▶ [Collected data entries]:
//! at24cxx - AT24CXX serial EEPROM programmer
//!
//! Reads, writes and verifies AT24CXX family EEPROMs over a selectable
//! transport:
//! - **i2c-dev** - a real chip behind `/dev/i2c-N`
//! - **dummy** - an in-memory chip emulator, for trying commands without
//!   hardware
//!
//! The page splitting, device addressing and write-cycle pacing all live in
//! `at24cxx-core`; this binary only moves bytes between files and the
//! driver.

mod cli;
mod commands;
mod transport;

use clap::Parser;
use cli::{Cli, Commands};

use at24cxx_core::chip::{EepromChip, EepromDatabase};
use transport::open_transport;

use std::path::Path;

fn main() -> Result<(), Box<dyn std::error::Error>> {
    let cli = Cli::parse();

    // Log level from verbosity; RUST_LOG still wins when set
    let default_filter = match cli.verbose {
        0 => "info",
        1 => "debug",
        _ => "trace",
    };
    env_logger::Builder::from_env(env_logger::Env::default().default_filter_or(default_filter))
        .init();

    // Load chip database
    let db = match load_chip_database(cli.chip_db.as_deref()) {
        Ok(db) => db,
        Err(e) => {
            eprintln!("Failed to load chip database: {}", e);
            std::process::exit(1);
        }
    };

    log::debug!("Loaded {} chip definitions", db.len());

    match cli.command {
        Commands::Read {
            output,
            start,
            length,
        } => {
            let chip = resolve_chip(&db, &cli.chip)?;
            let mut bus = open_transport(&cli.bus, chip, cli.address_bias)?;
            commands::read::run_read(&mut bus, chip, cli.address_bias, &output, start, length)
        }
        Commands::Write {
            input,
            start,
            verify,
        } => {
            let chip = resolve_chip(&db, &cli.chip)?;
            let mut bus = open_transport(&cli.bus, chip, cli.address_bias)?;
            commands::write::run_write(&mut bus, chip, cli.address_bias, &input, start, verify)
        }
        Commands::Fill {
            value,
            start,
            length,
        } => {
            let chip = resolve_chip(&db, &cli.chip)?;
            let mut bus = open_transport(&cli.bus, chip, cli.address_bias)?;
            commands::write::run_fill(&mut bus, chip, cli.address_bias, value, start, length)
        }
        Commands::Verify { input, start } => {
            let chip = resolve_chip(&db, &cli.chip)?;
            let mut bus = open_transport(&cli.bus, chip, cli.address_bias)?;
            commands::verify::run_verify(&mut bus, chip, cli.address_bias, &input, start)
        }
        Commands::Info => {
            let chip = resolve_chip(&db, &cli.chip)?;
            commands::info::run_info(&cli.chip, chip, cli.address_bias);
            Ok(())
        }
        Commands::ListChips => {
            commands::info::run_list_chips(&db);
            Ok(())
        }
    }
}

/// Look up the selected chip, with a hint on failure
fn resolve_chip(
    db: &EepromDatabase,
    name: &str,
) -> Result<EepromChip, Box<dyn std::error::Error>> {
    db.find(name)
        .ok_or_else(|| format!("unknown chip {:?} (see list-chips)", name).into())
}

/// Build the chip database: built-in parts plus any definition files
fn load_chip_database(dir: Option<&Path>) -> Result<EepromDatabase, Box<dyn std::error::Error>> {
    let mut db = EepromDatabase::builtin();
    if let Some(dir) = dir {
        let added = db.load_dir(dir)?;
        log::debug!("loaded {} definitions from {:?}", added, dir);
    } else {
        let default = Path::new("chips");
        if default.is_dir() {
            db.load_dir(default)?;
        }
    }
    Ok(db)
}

▶ [Your goal]:
Each line of the entries that contains the word "added" should be listed.

▶ [The answer]:
        let added = db.load_dir(dir)?;
        log::debug!("loaded {} definitions from {:?}", added, dir);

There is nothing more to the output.